Как она, уезжая сюда, звонила тому же Сашке, чтобы он встречал ее, в свой последний вечер на Голд-Косте… Она вышла с Андреем в такую же непросветную тьму из флэта Гаррика, где только что пили чай с тасманским медом, и по телевизору шла невесть какая серия «Анны Карениной» в английском отображении. «Тебе надо позвонить, пойдем, ты сама не сумеешь!» И вывел ее в ночь, и вел до будки под руку, чтобы она не оступилась в своих японских, на одном пальце, пляжных гета.
Песок был еще теплый и мягко пружинил, невидимый под ногами. Океан глухо гудел рядом, выделяясь из темноты только белыми усами пены.
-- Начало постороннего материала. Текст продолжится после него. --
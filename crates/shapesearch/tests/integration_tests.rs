//! End-to-end tests exercising the public engine API over the bundled
//! fixture dataset.

use serde_json::json;
use shapesearch::{
    DisplayOptions, FilterPredicate, FuzzySearchParams, GeoType, MemoryDatasetLoader,
    ShapeSearchEngine, UNREACHABLE_DISTANCE, init_logging,
};
use shapesearch_dataset::{DataError, DatasetLoader, ShapeDataset, test_data};

fn setup_test_env() {
    let _ = init_logging(tracing::Level::WARN);
}

fn engine() -> ShapeSearchEngine {
    setup_test_env();
    let engine = ShapeSearchEngine::new(MemoryDatasetLoader::new(test_data::small_dataset()));
    engine.load(None, false).unwrap();
    engine
}

#[test]
fn fuzzy_search_finds_nashville_with_typo() {
    let engine = engine();
    let results = engine.fuzzy_search("nashvile tn", &FuzzySearchParams::default());
    assert!(!results.is_empty());
    assert_eq!(results[0].id, 1);
    assert_eq!(results[0].value, "Nashville, TN");
    assert!(results[0].score > 0.0);
    assert!(results[0].ngram_similarity > 0.5);
}

#[test]
fn fuzzy_search_respects_num_results_and_ordering() {
    let engine = engine();
    let params = FuzzySearchParams::default().num_results(3);
    let results = engine.fuzzy_search("chicago", &params);
    assert!(results.len() <= 3);
    for pair in results.windows(2) {
        assert!(pair[0].score >= pair[1].score);
    }
}

#[test]
fn fuzzy_search_with_filters() {
    let engine = engine();
    let zips_only = FilterPredicate::parse([("geo_type", json!("ZipCode"))]).unwrap();
    let params = FuzzySearchParams::default().filters(zips_only);
    let results = engine.fuzzy_search("60606", &params);
    assert!(!results.is_empty());
    for result in &results {
        assert_eq!(
            engine.geo_type_by_id(result.id),
            Some(GeoType::ZipCode),
            "filtered search leaked a non-zip shape"
        );
    }

    let impossible = FilterPredicate::parse([("population__gt", json!(u64::MAX))]).unwrap();
    let params = FuzzySearchParams::default().filters(impossible);
    assert!(engine.fuzzy_search("chicago", &params).is_empty());
}

#[test]
fn numeric_queries_match_on_the_leading_token() {
    let engine = engine();
    // "60606 US" is indexed; a bare numeric query still ranks it first.
    let results = engine.fuzzy_search("60606", &FuzzySearchParams::default());
    assert!(!results.is_empty());
    assert_eq!(results[0].id, 3);
}

#[test]
fn radius_search_around_a_zip() {
    let engine = engine();
    let ids = engine.radius_search("us__60606", 50.0, true);
    // Chicago, the other Loop zip and the metro aggregate are all inside;
    // country-exact keeps Toronto out and Tennessee is simply too far.
    assert!(ids.contains(&2));
    assert!(ids.contains(&4));
    assert!(ids.contains(&6));
    assert!(!ids.contains(&1));
    assert!(!ids.contains(&8));

    for id in &ids {
        let record = engine.shape_by_id(*id).unwrap();
        assert_eq!(record.country().unwrap(), "us");
    }
}

#[test]
fn radius_search_unknown_reference_is_empty() {
    let engine = engine();
    assert!(engine.radius_search("no_such_place", 100.0, false).is_empty());
}

#[test]
fn radius_search_full_attaches_distances() {
    let engine = engine();
    let matches = engine.radius_search_full("us__60606", 50.0, false);
    assert!(!matches.is_empty());
    for m in &matches {
        assert!(m.distance.distance < UNREACHABLE_DISTANCE);
        if !m.record.is_aggregate {
            assert!(m.distance.distance <= 50.0 * 1.5, "point match implausibly far");
        }
    }
}

#[test]
fn radius_search_full_is_consistent_across_concurrent_reloads() {
    let engine = engine();
    let expected: Vec<i64> = engine
        .radius_search_full("us__60606", 50.0, false)
        .iter()
        .map(|m| m.record.id)
        .collect();
    assert!(!expected.is_empty());

    // Membership, records and distances must all come from one snapshot:
    // no match may lose its record or its distance while loads swap the
    // generation underneath the query.
    std::thread::scope(|scope| {
        let reloader = scope.spawn(|| {
            for _ in 0..200 {
                engine.load(None, true).unwrap();
            }
        });
        for _ in 0..200 {
            let matches = engine.radius_search_full("us__60606", 50.0, false);
            let ids: Vec<i64> = matches.iter().map(|m| m.record.id).collect();
            assert_eq!(ids, expected);
            for m in &matches {
                assert!(m.distance.distance < UNREACHABLE_DISTANCE);
            }
        }
        reloader.join().unwrap();
    });
}

#[test]
fn lat_lng_search_excludes_aggregates() {
    let engine = engine();
    let shapes = engine.radius_lat_lng_search(41.8781, -87.6298, 50.0, None);
    assert!(!shapes.is_empty());
    assert!(shapes.iter().all(|s| !s.is_aggregate));

    let filters = FilterPredicate::parse([("geo_type", json!("City"))]).unwrap();
    let cities = engine.radius_lat_lng_search(41.8781, -87.6298, 50.0, Some(&filters));
    assert!(cities.iter().any(|s| s.reference_code == "us__il__chicago"));
    assert!(cities.iter().all(|s| !s.reference_code.starts_with("us__6")));
}

#[test]
fn pair_distance_symmetry_and_sentinel() {
    let engine = engine();
    let ab = engine.shape_pair_distance("us__tn__nashville", "us__il__chicago");
    let ba = engine.shape_pair_distance("us__il__chicago", "us__tn__nashville");
    assert_eq!(ab.distance, ba.distance);
    assert!((390.0..410.0).contains(&ab.distance));

    let sentinel = engine.shape_pair_distance("us__tn__nashville", "atlantis");
    assert_eq!(sentinel.distance, UNREACHABLE_DISTANCE);
    assert_eq!(sentinel.normalized_distance, UNREACHABLE_DISTANCE);
    assert!(!sentinel.aggregate);
}

#[test]
fn pair_distance_normalizes_against_aggregates() {
    let engine = engine();
    let pair = engine.shape_pair_distance("us__tn__nashville", "us__chi_metro");
    assert!(pair.aggregate);
    assert!(pair.normalized_distance < pair.distance);
}

#[test]
fn pair_distance_by_id_round_trips_the_reference_code() {
    let engine = engine();
    let (pair, dest_ref) = engine
        .shape_pair_distance_by_id("us__il__chicago", 1)
        .unwrap();
    assert_eq!(dest_ref, "us__tn__nashville");
    assert_eq!(
        pair,
        engine.shape_pair_distance("us__il__chicago", "us__tn__nashville")
    );
    assert!(engine.shape_pair_distance_by_id("us__il__chicago", -5).is_none());
}

#[test]
fn metadata_lookups() {
    let engine = engine();
    assert_eq!(engine.id_by_ref_code("us__il__chicago"), Some(2));
    assert_eq!(engine.ref_code_by_id(2).as_deref(), Some("us__il__chicago"));
    assert_eq!(engine.geo_type_by_ref_code("us__chi_metro"), Some(GeoType::MetroArea));
    assert_eq!(
        engine.display_by_id(
            3,
            DisplayOptions {
                long_desc: false,
                user_friendly: true
            }
        ),
        Some("60606, Chicago, IL, US".to_string())
    );
    assert!(engine.local_time_by_ref_code("us__tn__nashville").is_some());
    assert!(engine.locale_by_id(6).is_some());
}

#[test]
fn queries_before_first_load_are_empty_not_errors() {
    setup_test_env();
    let engine = ShapeSearchEngine::new(MemoryDatasetLoader::new(test_data::small_dataset()));
    assert_eq!(engine.num_shapes(), 0);
    assert!(engine
        .fuzzy_search("nashville", &FuzzySearchParams::default())
        .is_empty());
    assert!(engine.radius_search("us__60606", 50.0, false).is_empty());
    assert!(engine.shape_by_ref_code("us__60606").is_none());
    assert_eq!(
        engine.shape_pair_distance("a", "b").distance,
        UNREACHABLE_DISTANCE
    );
}

struct FlakyLoader {
    good: MemoryDatasetLoader,
    fail: std::sync::Arc<std::sync::atomic::AtomicBool>,
}

impl DatasetLoader for FlakyLoader {
    fn load_dataset(
        &self,
        version: Option<&str>,
        force_refresh: bool,
    ) -> Result<ShapeDataset, DataError> {
        if self.fail.load(std::sync::atomic::Ordering::SeqCst) {
            return Err(DataError::EmptyDataset);
        }
        self.good.load_dataset(version, force_refresh)
    }
}

#[test]
fn failed_reload_keeps_serving_the_old_generation() {
    setup_test_env();
    let fail = std::sync::Arc::new(std::sync::atomic::AtomicBool::new(false));
    let engine = ShapeSearchEngine::new(FlakyLoader {
        good: MemoryDatasetLoader::new(test_data::small_dataset()),
        fail: fail.clone(),
    });
    engine.load(None, false).unwrap();
    let shapes_before = engine.num_shapes();
    assert!(shapes_before > 0);

    fail.store(true, std::sync::atomic::Ordering::SeqCst);
    assert!(engine.load(None, true).is_err());
    assert_eq!(engine.num_shapes(), shapes_before);
    assert!(!engine
        .fuzzy_search("nashville", &FuzzySearchParams::default())
        .is_empty());
}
Так же близко они стояли в тесной телефонной будке, пока не переговорили. «Конечно, я встречу тебя, не волнуйся», кричал из пространства Сашкин голос. И тогда, после отбоя на линии, и сказал ей то главное Андрей, и на что она, растерявшись, не смогла ответить сразу, как подобает. Или не столько растерялась, сколько сама не знала ответ, положа руку на сердце?